# women? what do you want in a man?



## olschool (Sep 3, 2011)

What kinda man do you want girls?


----------



## Innamorata (Sep 20, 2011)

ShyGuy86. That kind of man.


----------



## Dead Leaves (Aug 20, 2011)

Innamorata said:


> ShyGuy86. That kind of man.


Awww... SAS love. It's a beautiful thing. :high5


----------



## Double Indemnity (Aug 15, 2011)

Protective, polite, kind, smart, funny, honest, comfortable with himself, sensitive, masculine, charming.


----------



## Innamorata (Sep 20, 2011)

Dead Leaves said:


> Awww... SAS love.
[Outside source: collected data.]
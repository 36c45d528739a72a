//! The simulation context: grid, colonies, tick counter and RNG.

use crate::colony::Colony;
use crate::config::AppConfig;
use crate::error::{Result, SimError};
use crate::grid::Grid;
use formica_data::{Cell, Position, TerrainKind, WorldSnapshot};
use rand::SeedableRng;
use rand_chacha::ChaCha8Rng;

/// Per-tick deltas reported by [`World::update`].
#[derive(Debug, Clone, Copy, Default, PartialEq, Eq)]
pub struct TickReport {
    pub tick: u64,
    pub pickups: u32,
    /// Units of food handed to colonies.
    pub deliveries: u32,
    pub deaths: u32,
    /// Food that disappeared with agents dying while carrying it.
    pub food_lost: u32,
}

#[derive(Debug, Clone, Copy, PartialEq, Eq)]
pub enum TickOutcome {
    /// The pause gate is closed; nothing changed.
    Paused,
    /// The world was stopped; nothing changed.
    Stopped,
    Advanced(TickReport),
}

#[derive(Debug)]
pub struct World {
    grid: Grid,
    colonies: Vec<Colony>,
    tick: u64,
    running: bool,
    paused: bool,
    config: AppConfig,
    rng: ChaCha8Rng,
}

/// An empty world of the given shape with default parameters.
/// Nests are left unplaced.
pub fn create_world(width: u16, height: u16, colony_count: u32) -> Result<World> {
    let mut config = AppConfig::default();
    config.world.width = width;
    config.world.height = height;
    config.world.colony_count = colony_count;
    World::new(config)
}

impl World {
    pub fn new(config: AppConfig) -> Result<Self> {
        config
            .validate()
            .map_err(|e| SimError::validation(e.to_string()))?;

        let rng = match config.world.seed {
            Some(seed) => ChaCha8Rng::seed_from_u64(seed),
            None => ChaCha8Rng::from_entropy(),
        };
        let grid = Grid::new(config.world.width, config.world.height, config.pheromone);
        let colonies = (0..config.world.colony_count).map(Colony::new).collect();

        tracing::info!(
            width = config.world.width,
            height = config.world.height,
            colonies = config.world.colony_count,
            seed = ?config.world.seed,
            "World created"
        );

        Ok(Self {
            grid,
            colonies,
            tick: 0,
            running: true,
            paused: false,
            config,
            rng,
        })
    }

    pub fn width(&self) -> u16 {
        self.grid.width()
    }

    pub fn height(&self) -> u16 {
        self.grid.height()
    }

    pub fn tick(&self) -> u64 {
        self.tick
    }

    pub fn config(&self) -> &AppConfig {
        &self.config
    }

    pub fn grid(&self) -> &Grid {
        &self.grid
    }

    pub fn cell_at(&self, pos: Position) -> Option<Cell> {
        self.grid.cell_at(pos)
    }

    pub fn colonies(&self) -> &[Colony] {
        &self.colonies
    }

    pub fn colony(&self, id: u32) -> Option<&Colony> {
        self.colonies.get(id as usize)
    }

    pub(crate) fn rng(&mut self) -> &mut ChaCha8Rng {
        &mut self.rng
    }

    fn colony_mut(&mut self, id: u32) -> Result<&mut Colony> {
        self.colonies
            .get_mut(id as usize)
            .ok_or(SimError::InvalidColony(id))
    }

    pub fn is_running(&self) -> bool {
        self.running
    }

    pub fn is_paused(&self) -> bool {
        self.paused
    }

    pub fn pause(&mut self) {
        if !self.paused {
            self.paused = true;
            tracing::info!(tick = self.tick, "Simulation paused");
        }
    }

    pub fn resume(&mut self) {
        if self.paused {
            self.paused = false;
            tracing::info!(tick = self.tick, "Simulation resumed");
        }
    }

    /// Ends the run. Further updates report [`TickOutcome::Stopped`].
    pub fn stop(&mut self) {
        self.running = false;
        tracing::info!(tick = self.tick, "Simulation stopped");
    }

    /// Advances the simulation by one tick.
    ///
    /// Colonies run in ascending id order and agents in collection order.
    /// The pheromone field evaporates and then diffuses once all agents have
    /// moved.
    pub fn update(&mut self) -> TickOutcome {
        if !self.running {
            return TickOutcome::Stopped;
        }
        if self.paused {
            return TickOutcome::Paused;
        }

        let mut report = TickReport::default();
        let Self {
            grid,
            colonies,
            config,
            rng,
            ..
        } = self;

        for colony in colonies.iter_mut() {
            colony.update_agents(grid, &config.agent, rng, &mut report);
            colony.reap();
            colony.recompute_stats();
        }

        grid.pheromones.evaporate();
        grid.pheromones.diffuse();

        self.tick += 1;
        report.tick = self.tick;
        TickOutcome::Advanced(report)
    }

    /// Restarts the run on the current map. Food already taken stays taken.
    pub fn reset(&mut self) {
        self.tick = 0;
        self.paused = false;
        self.running = true;
        self.grid.pheromones.reset();
        for colony in &mut self.colonies {
            colony.clear();
        }
        self.spawn_initial_agents();
        tracing::info!("Simulation reset");
    }

    pub fn spawn_agent(&mut self, colony_id: u32) -> Result<u32> {
        let capacity = self.config.world.max_agents_per_colony;
        let cfg = self.config.agent.clone();
        let colony = self.colony_mut(colony_id)?;
        colony.spawn(&cfg, capacity).inspect_err(|e| {
            tracing::warn!(colony = colony_id, error = %e, "Spawn refused");
        })
    }

    /// Fills every nested colony up to its initial population. Returns the
    /// number of agents created.
    pub fn spawn_initial_agents(&mut self) -> usize {
        let target = self.config.world.initial_agents_per_colony as usize;
        let capacity = self.config.world.max_agents_per_colony;
        let mut spawned = 0;
        for colony in &mut self.colonies {
            if colony.nest_position().is_none() {
                tracing::warn!(colony = colony.id(), "Colony has no nest, skipping spawn");
                continue;
            }
            while colony.live_agents() < target {
                if colony.spawn(&self.config.agent, capacity).is_err() {
                    break;
                }
                spawned += 1;
            }
        }
        tracing::info!(spawned, "Initial agents spawned");
        spawned
    }

    /// Places (or moves) the nest of a colony.
    pub fn place_nest(&mut self, colony_id: u32, pos: Position) -> Result<()> {
        if colony_id as usize >= self.colonies.len() {
            return Err(SimError::InvalidColony(colony_id));
        }
        self.detach_nest(pos);
        self.grid.place_nest(pos, colony_id)?;

        let previous = self.colonies[colony_id as usize].nest_position();
        if let Some(old) = previous.filter(|old| *old != pos) {
            let still_ours = self
                .grid
                .terrain_at(old)
                .map(|c| c.terrain == TerrainKind::Nest && c.owner == Some(colony_id))
                .unwrap_or(false);
            if still_ours {
                self.grid.clear_cell(old)?;
            }
        }
        self.colonies[colony_id as usize].set_nest(Some(pos));
        tracing::info!(colony = colony_id, %pos, "Nest placed");
        Ok(())
    }

    pub fn place_food(&mut self, pos: Position, amount: u32) -> Result<()> {
        if amount == 0 {
            return Err(SimError::validation("food amount must be positive"));
        }
        self.detach_nest(pos);
        self.grid.place_food(pos, amount)
    }

    pub fn place_obstacle(&mut self, pos: Position) -> Result<()> {
        self.detach_nest(pos);
        self.grid.place_obstacle(pos)
    }

    pub fn place_water(&mut self, pos: Position) -> Result<()> {
        self.detach_nest(pos);
        self.grid.place_water(pos)
    }

    pub fn clear_cell(&mut self, pos: Position) -> Result<()> {
        self.detach_nest(pos);
        self.grid.clear_cell(pos)
    }

    /// Forgets the nest of whichever colony owns `pos`, if any.
    fn detach_nest(&mut self, pos: Position) {
        let owner = match self.grid.terrain_at(pos) {
            Some(cell) if cell.terrain == TerrainKind::Nest => cell.owner,
            _ => None,
        };
        if let Some(colony) = owner.and_then(|id| self.colonies.get_mut(id as usize)) {
            if colony.nest_position() == Some(pos) {
                colony.set_nest(None);
            }
        }
    }

    /// Food left on the map.
    pub fn remaining_food(&self) -> u64 {
        self.grid.total_food()
    }

    pub fn is_food_exhausted(&self) -> bool {
        self.remaining_food() == 0
    }

    /// Food in transit.
    pub fn carried_food(&self) -> u64 {
        self.colonies.iter().map(Colony::carried_food).sum()
    }

    pub fn delivered_food(&self) -> u64 {
        self.colonies
            .iter()
            .map(|c| u64::from(c.food_collected()))
            .sum()
    }

    pub fn agent_count(&self) -> usize {
        self.colonies.iter().map(|c| c.agents().len()).sum()
    }

    pub fn snapshot(&self) -> WorldSnapshot {
        WorldSnapshot {
            width: self.grid.width(),
            height: self.grid.height(),
            tick: self.tick,
            cells: self.grid.cells().collect(),
            colonies: self.colonies.iter().map(Colony::snapshot).collect(),
        }
    }

    /// Rebuilds a world from a snapshot. Dimensions and colony count come
    /// from the snapshot; every other parameter from `config`.
    pub fn from_snapshot(mut config: AppConfig, snapshot: &WorldSnapshot) -> Result<Self> {
        config.world.width = snapshot.width;
        config.world.height = snapshot.height;
        config.world.colony_count = snapshot.colonies.len() as u32;

        let expected = snapshot.width as usize * snapshot.height as usize;
        if snapshot.cells.len() != expected {
            return Err(SimError::validation(format!(
                "snapshot has {} cells, expected {expected}",
                snapshot.cells.len()
            )));
        }

        let mut world = Self::new(config)?;
        let w = i32::from(snapshot.width);
        for (i, cell) in snapshot.cells.iter().enumerate() {
            let pos = Position::new(i as i32 % w, i as i32 / w);
            if let Some(owner) = cell.owning_colony {
                if owner as usize >= snapshot.colonies.len() {
                    return Err(SimError::InvalidColony(owner));
                }
            }
            world.grid.restore_cell(pos, cell)?;
        }

        for (index, colony_snap) in snapshot.colonies.iter().enumerate() {
            if colony_snap.id as usize != index {
                return Err(SimError::validation(format!(
                    "colony id {} stored at index {index}",
                    colony_snap.id
                )));
            }
            if let Some(nest) = colony_snap.nest_position {
                let owned = world
                    .grid
                    .terrain_at(nest)
                    .map(|c| c.terrain == TerrainKind::Nest && c.owner == Some(colony_snap.id))
                    .unwrap_or(false);
                if !owned {
                    return Err(SimError::validation(format!(
                        "colony {} nest {nest} is not a nest cell it owns",
                        colony_snap.id
                    )));
                }
            }
            if let Some(agent) = colony_snap
                .agents
                .iter()
                .find(|a| !world.grid.is_valid(a.position))
            {
                return Err(SimError::OutOfBounds(agent.position));
            }
            world.colonies[index] = Colony::from_snapshot(colony_snap)?;
        }

        world.tick = snapshot.tick;
        tracing::info!(tick = world.tick, agents = world.agent_count(), "World restored");
        Ok(world)
    }
}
It's a beautiful thing. :high5


Haha thanks :boogie

Not all girls like bad boys, or jerks, or super confident guys


----------



## ShyGuy86 (Sep 17, 2011)

Innamorata said:


> ShyGuy86. That kind of man.


*ShyGuy86 is in sensory overload. Please wait*
-force reboot-










[LOADING ::::::.......::::::::.........::::::::...... ]

*speech patterns available*

Awww... Lucie...
*blushes*
Thank you.

Innamorata's what I look for in a woman. 

PS
Apparently I run on an American Megatrends BIOS. Who knew.


----------



## northstar1991 (Oct 4, 2011)

I want someone who's smart, funny, sensitive, strong, who will not only love me be also respect me, and someone willing to have an equal relationship.


----------



## meganmila (Jul 25, 2011)

Laidback, funny, nice, open minded, can talk about anything, goofy, ect.


----------



## Neptunus (Oct 29, 2007)

Loyal, honest, responsible, good-humored, humble, artistic and open-minded.


----------



## River In The Mountain (Jun 6, 2011)

Passionate.
Somebody I can share a comfortable silence with. (Looonnnnggg comfortable silence)
That certain something. etc etc etc.


----------



## Rossy (Jan 15, 2011)

Double Indemnity said:


> Protective, polite, kind, smart, funny, honest, comfortable with himself, sensitive, masculine, charming.


Hello  lol


----------



## Syndacus (Aug 9, 2011)

River In The Mountain said:


> Passionate.
> Somebody I can share a comfortable silence with. (Looonnnnggg comfortable silence)
> That certain something. etc etc etc.


We'll grow cobwebs together....


----------



## CynicalOptimist (Dec 31, 2010)

Affectionate, trustworthy, sense of humour, adventurous, creative, respectful, kind, friendly, great smile, intelligent/educated, ambitious, compassionate, thoughtful, loyal, hard-worker, open-minded, outgoing, knows how to be fun or silly at times, sexually open-minded, family-oriented, monogamous, puts care in to their appearance but is not self-obsessed or overly high maintenance.


----------



## River In The Mountain (Jun 6, 2011)

Syndacus said:


> We'll grow cobwebs together....


hawt


----------



## Dead Leaves (Aug 20, 2011)

CynicalOptimist said:


> Affectionate, trustworthy, sense of humour, adventurous, creative, respectful, kind, friendly, great smile, intelligent/educated, ambitious, compassionate, thoughtful, loyal, hard-worker, open-minded, outgoing, knows how to be fun or silly at times, sexually open-minded, family-oriented, monogamous, puts care in to their appearance but is not self-obsessed or overly high maintenance.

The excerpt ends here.